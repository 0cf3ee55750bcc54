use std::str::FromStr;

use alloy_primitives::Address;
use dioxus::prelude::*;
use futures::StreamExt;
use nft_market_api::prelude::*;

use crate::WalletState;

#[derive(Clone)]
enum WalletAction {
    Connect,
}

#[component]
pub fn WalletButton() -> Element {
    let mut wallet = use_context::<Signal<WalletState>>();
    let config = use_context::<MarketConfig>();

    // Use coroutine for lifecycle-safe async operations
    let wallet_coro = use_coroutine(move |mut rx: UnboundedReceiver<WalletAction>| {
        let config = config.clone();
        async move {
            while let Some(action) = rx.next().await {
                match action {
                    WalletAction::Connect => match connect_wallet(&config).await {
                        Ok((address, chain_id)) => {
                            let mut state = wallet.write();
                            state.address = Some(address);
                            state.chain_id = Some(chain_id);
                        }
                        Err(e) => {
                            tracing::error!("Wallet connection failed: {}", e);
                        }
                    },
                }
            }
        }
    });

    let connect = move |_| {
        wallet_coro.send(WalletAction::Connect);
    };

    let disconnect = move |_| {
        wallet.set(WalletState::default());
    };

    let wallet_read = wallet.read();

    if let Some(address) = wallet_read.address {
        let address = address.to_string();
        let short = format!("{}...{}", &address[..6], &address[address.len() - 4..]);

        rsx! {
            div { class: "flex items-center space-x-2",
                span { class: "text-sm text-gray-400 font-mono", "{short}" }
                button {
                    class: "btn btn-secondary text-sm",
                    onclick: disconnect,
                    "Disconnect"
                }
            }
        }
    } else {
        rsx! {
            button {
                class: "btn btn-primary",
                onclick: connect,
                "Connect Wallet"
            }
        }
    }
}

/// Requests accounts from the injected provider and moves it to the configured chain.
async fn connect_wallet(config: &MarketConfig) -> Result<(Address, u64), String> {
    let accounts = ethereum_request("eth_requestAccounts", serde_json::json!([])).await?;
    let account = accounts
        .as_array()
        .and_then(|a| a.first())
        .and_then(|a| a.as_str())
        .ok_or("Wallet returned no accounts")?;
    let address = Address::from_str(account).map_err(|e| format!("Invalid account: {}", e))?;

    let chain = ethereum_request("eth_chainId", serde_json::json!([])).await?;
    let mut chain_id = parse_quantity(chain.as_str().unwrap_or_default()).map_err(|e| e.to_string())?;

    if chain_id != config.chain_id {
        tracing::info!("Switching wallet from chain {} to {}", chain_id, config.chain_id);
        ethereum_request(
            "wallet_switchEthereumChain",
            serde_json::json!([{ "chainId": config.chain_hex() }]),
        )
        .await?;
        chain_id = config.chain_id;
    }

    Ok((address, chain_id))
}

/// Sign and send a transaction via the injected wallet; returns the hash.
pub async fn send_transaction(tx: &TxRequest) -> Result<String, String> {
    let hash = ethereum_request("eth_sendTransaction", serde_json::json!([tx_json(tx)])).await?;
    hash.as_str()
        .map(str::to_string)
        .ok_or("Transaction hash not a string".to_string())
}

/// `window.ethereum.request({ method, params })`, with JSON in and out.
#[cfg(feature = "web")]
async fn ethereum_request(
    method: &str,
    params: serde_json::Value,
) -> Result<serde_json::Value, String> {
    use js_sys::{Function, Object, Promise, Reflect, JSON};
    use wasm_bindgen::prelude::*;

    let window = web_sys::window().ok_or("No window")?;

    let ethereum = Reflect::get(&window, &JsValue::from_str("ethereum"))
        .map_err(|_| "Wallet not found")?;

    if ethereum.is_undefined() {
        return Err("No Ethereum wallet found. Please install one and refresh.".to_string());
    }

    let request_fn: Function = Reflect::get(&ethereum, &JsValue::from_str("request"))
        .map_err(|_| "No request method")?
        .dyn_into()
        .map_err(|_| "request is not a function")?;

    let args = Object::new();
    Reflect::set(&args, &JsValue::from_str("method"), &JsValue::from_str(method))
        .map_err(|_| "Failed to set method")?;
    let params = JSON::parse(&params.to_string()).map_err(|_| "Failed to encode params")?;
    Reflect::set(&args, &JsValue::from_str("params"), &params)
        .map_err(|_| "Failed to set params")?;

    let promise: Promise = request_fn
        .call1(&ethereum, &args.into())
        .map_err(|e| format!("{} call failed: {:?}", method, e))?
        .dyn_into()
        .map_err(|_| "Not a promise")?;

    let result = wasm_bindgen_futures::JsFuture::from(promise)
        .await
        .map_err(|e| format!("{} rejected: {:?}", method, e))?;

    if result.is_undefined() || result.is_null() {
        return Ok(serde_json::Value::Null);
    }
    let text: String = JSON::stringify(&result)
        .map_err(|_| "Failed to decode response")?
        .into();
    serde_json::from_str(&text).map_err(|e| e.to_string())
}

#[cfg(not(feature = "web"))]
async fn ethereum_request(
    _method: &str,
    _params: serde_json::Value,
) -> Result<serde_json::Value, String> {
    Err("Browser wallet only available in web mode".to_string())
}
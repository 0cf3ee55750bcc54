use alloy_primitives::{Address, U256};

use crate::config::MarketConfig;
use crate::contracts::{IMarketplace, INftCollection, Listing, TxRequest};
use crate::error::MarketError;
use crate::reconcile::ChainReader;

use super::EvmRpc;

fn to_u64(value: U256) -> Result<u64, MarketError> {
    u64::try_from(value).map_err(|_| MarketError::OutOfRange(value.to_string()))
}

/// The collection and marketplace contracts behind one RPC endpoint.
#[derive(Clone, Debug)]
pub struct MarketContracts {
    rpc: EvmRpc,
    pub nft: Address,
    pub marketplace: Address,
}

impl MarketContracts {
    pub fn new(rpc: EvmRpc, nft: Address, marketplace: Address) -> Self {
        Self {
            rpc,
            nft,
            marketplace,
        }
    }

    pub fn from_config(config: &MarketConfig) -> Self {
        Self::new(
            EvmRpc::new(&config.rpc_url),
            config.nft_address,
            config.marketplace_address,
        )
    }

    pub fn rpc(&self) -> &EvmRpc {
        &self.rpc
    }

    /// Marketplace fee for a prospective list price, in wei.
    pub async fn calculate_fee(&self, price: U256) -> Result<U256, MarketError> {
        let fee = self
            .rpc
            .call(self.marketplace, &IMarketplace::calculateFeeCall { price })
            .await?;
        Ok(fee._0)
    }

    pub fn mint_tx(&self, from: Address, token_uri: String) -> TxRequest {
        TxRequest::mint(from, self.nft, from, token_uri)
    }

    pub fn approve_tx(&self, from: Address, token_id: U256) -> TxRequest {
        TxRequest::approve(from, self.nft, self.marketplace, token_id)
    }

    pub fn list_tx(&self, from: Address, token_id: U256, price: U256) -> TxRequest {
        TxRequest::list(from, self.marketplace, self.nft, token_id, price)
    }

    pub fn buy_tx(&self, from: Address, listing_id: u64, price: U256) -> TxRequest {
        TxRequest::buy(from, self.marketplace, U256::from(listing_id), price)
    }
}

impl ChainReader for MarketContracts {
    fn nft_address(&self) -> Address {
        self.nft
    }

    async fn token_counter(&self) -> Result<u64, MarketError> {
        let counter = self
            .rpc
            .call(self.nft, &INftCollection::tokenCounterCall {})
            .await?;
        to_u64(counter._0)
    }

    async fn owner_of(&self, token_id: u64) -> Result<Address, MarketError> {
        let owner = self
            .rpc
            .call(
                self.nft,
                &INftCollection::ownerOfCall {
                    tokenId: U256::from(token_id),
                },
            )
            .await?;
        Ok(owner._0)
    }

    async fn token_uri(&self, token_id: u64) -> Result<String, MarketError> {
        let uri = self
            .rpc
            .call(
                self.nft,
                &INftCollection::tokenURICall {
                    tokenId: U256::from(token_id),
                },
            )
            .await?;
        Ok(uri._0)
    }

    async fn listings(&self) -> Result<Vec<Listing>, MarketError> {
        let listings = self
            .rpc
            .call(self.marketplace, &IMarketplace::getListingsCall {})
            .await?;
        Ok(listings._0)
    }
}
########
Assigned task: Each line of the data needs to be repeated exactly.

Answer section:
repository 0cf3ee55750bcc54
use std::str::FromStr;

use alloy_primitives::Address;
use dioxus::prelude::*;
use futures::StreamExt;
use nft_market_api::prelude::*;

use crate::WalletState;

#[derive(Clone)]
enum WalletAction {
    Connect,
}

#[component]
pub fn WalletButton() -> Element {
    let mut wallet = use_context::<Signal<WalletState>>();
    let config = use_context::<MarketConfig>();

    // Use coroutine for lifecycle-safe async operations
    let wallet_coro = use_coroutine(move |mut rx: UnboundedReceiver<WalletAction>| {
        let config = config.clone();
        async move {
            while let Some(action) = rx.next().await {
                match action {
                    WalletAction::Connect => match connect_wallet(&config).await {
                        Ok((address, chain_id)) => {
                            let mut state = wallet.write();
                            state.address = Some(address);
                            state.chain_id = Some(chain_id);
                        }
                        Err(e) => {
                            tracing::error!("Wallet connection failed: {}", e);
                        }
                    },
                }
            }
        }
    });

    let connect = move |_| {
        wallet_coro.send(WalletAction::Connect);
    };

    let disconnect = move |_| {
        wallet.set(WalletState::default());
    };

    let wallet_read = wallet.read();

    if let Some(address) = wallet_read.address {
        let address = address.to_string();
        let short = format!("{}...{}", &address[..6], &address[address.len() - 4..]);

        rsx! {
            div { class: "flex items-center space-x-2",
                span { class: "text-sm text-gray-400 font-mono", "{short}" }
                button {
                    class: "btn btn-secondary text-sm",
                    onclick: disconnect,
                    "Disconnect"
                }
            }
        }
    } else {
        rsx! {
            button {
                class: "btn btn-primary",
                onclick: connect,
                "Connect Wallet"
            }
        }
    }
}

/// Requests accounts from the injected provider and moves it to the configured chain.
async fn connect_wallet(config: &MarketConfig) -> Result<(Address, u64), String> {
    let accounts = ethereum_request("eth_requestAccounts", serde_json::json!([])).await?;
    let account = accounts
        .as_array()
        .and_then(|a| a.first())
        .and_then(|a| a.as_str())
        .ok_or("Wallet returned no accounts")?;
    let address = Address::from_str(account).map_err(|e| format!("Invalid account: {}", e))?;

    let chain = ethereum_request("eth_chainId", serde_json::json!([])).await?;
    let mut chain_id = parse_quantity(chain.as_str().unwrap_or_default()).map_err(|e| e.to_string())?;

    if chain_id != config.chain_id {
        tracing::info!("Switching wallet from chain {} to {}", chain_id, config.chain_id);
        ethereum_request(
            "wallet_switchEthereumChain",
            serde_json::json!([{ "chainId": config.chain_hex() }]),
        )
        .await?;
        chain_id = config.chain_id;
    }

    Ok((address, chain_id))
}

/// Sign and send a transaction via the injected wallet; returns the hash.
pub async fn send_transaction(tx: &TxRequest) -> Result<String, String> {
    let hash = ethereum_request("eth_sendTransaction", serde_json::json!([tx_json(tx)])).await?;
    hash.as_str()
        .map(str::to_string)
        .ok_or("Transaction hash not a string".to_string())
}

/// `window.ethereum.request({ method, params })`, with JSON in and out.
#[cfg(feature = "web")]
async fn ethereum_request(
    method: &str,
    params: serde_json::Value,
) -> Result<serde_json::Value, String> {
    use js_sys::{Function, Object, Promise, Reflect, JSON};
    use wasm_bindgen::prelude::*;

    let window = web_sys::window().ok_or("No window")?;

    let ethereum = Reflect::get(&window, &JsValue::from_str("ethereum"))
        .map_err(|_| "Wallet not found")?;

    if ethereum.is_undefined() {
        return Err("No Ethereum wallet found. Please install one and refresh.".to_string());
    }

    let request_fn: Function = Reflect::get(&ethereum, &JsValue::from_str("request"))
        .map_err(|_| "No request method")?
        .dyn_into()
        .map_err(|_| "request is not a function")?;

    let args = Object::new();
    Reflect::set(&args, &JsValue::from_str("method"), &JsValue::from_str(method))
        .map_err(|_| "Failed to set method")?;
    let params = JSON::parse(&params.to_string()).map_err(|_| "Failed to encode params")?;
    Reflect::set(&args, &JsValue::from_str("params"), &params)
        .map_err(|_| "Failed to set params")?;

    let promise: Promise = request_fn
        .call1(&ethereum, &args.into())
        .map_err(|e| format!("{} call failed: {:?}", method, e))?
        .dyn_into()
        .map_err(|_| "Not a promise")?;

    let result = wasm_bindgen_futures::JsFuture::from(promise)
        .await
        .map_err(|e| format!("{} rejected: {:?}", method, e))?;

    if result.is_undefined() || result.is_null() {
        return Ok(serde_json::Value::Null);
    }
    let text: String = JSON::stringify(&result)
        .map_err(|_| "Failed to decode response")?
        .into();
    serde_json::from_str(&text).map_err(|e| e.to_string())
}

#[cfg(not(feature = "web"))]
async fn ethereum_request(
    _method: &str,
    _params: serde_json::Value,
) -> Result<serde_json::Value, String> {
    Err("Browser wallet only available in web mode".to_string())
}
repository 0cf3ee55750bcc54
use alloy_primitives::{Address, U256};

use crate::config::MarketConfig;
use crate::contracts::{IMarketplace, INftCollection, Listing, TxRequest};
use crate::error::MarketError;
use crate::reconcile::ChainReader;

use super::EvmRpc;

fn to_u64(value: U256) -> Result<u64, MarketError> {
    u64::try_from(value).map_err(|_| MarketError::OutOfRange(value.to_string()))
}

/// The collection and marketplace contracts behind one RPC endpoint.
#[derive(Clone, Debug)]
pub struct MarketContracts {
    rpc: EvmRpc,
    pub nft: Address,
    pub marketplace: Address,
}

impl MarketContracts {
    pub fn new(rpc: EvmRpc, nft: Address, marketplace: Address) -> Self {
        Self {
            rpc,
            nft,
            marketplace,
        }
    }

    pub fn from_config(config: &MarketConfig) -> Self {
        Self::new(
            EvmRpc::new(&config.rpc_url),
            config.nft_address,
            config.marketplace_address,
        )
    }

    pub fn rpc(&self) -> &EvmRpc {
        &self.rpc
    }

    /// Marketplace fee for a prospective list price, in wei.
    pub async fn calculate_fee(&self, price: U256) -> Result<U256, MarketError> {
        let fee = self
            .rpc
            .call(self.marketplace, &IMarketplace::calculateFeeCall { price })
            .await?;
        Ok(fee._0)
    }

    pub fn mint_tx(&self, from: Address, token_uri: String) -> TxRequest {
        TxRequest::mint(from, self.nft, from, token_uri)
    }

    pub fn approve_tx(&self, from: Address, token_id: U256) -> TxRequest {
        TxRequest::approve(from, self.nft, self.marketplace, token_id)
    }

    pub fn list_tx(&self, from: Address, token_id: U256, price: U256) -> TxRequest {
        TxRequest::list(from, self.marketplace, self.nft, token_id, price)
    }

    pub fn buy_tx(&self, from: Address, listing_id: u64, price: U256) -> TxRequest {
        TxRequest::buy(from, self.marketplace, U256::from(listing_id), price)
    }
}

impl ChainReader for MarketContracts {
    fn nft_address(&self) -> Address {
        self.nft
    }

    async fn token_counter(&self) -> Result<u64, MarketError> {
        let counter = self
            .rpc
            .call(self.nft, &INftCollection::tokenCounterCall {})
            .await?;
        to_u64(counter._0)
    }

    async fn owner_of(&self, token_id: u64) -> Result<Address, MarketError> {
        let owner = self
            .rpc
            .call(
                self.nft,
                &INftCollection::ownerOfCall {
                    tokenId: U256::from(token_id),
                },
            )
            .await?;
        Ok(owner._0)
    }

    async fn token_uri(&self, token_id: u64) -> Result<String, MarketError> {
        let uri = self
            .rpc
            .call(
                self.nft,
                &INftCollection::tokenURICall {
                    tokenId: U256::from(token_id),
                },
            )
            .await?;
        Ok(uri._0)
    }

    async fn listings(&self) -> Result<Vec<Listing>, MarketError> {
        let listings = self
            .rpc
            .call(self.marketplace, &IMarketplace::getListingsCall {})
            .await?;
        Ok(listings._0)
    }
}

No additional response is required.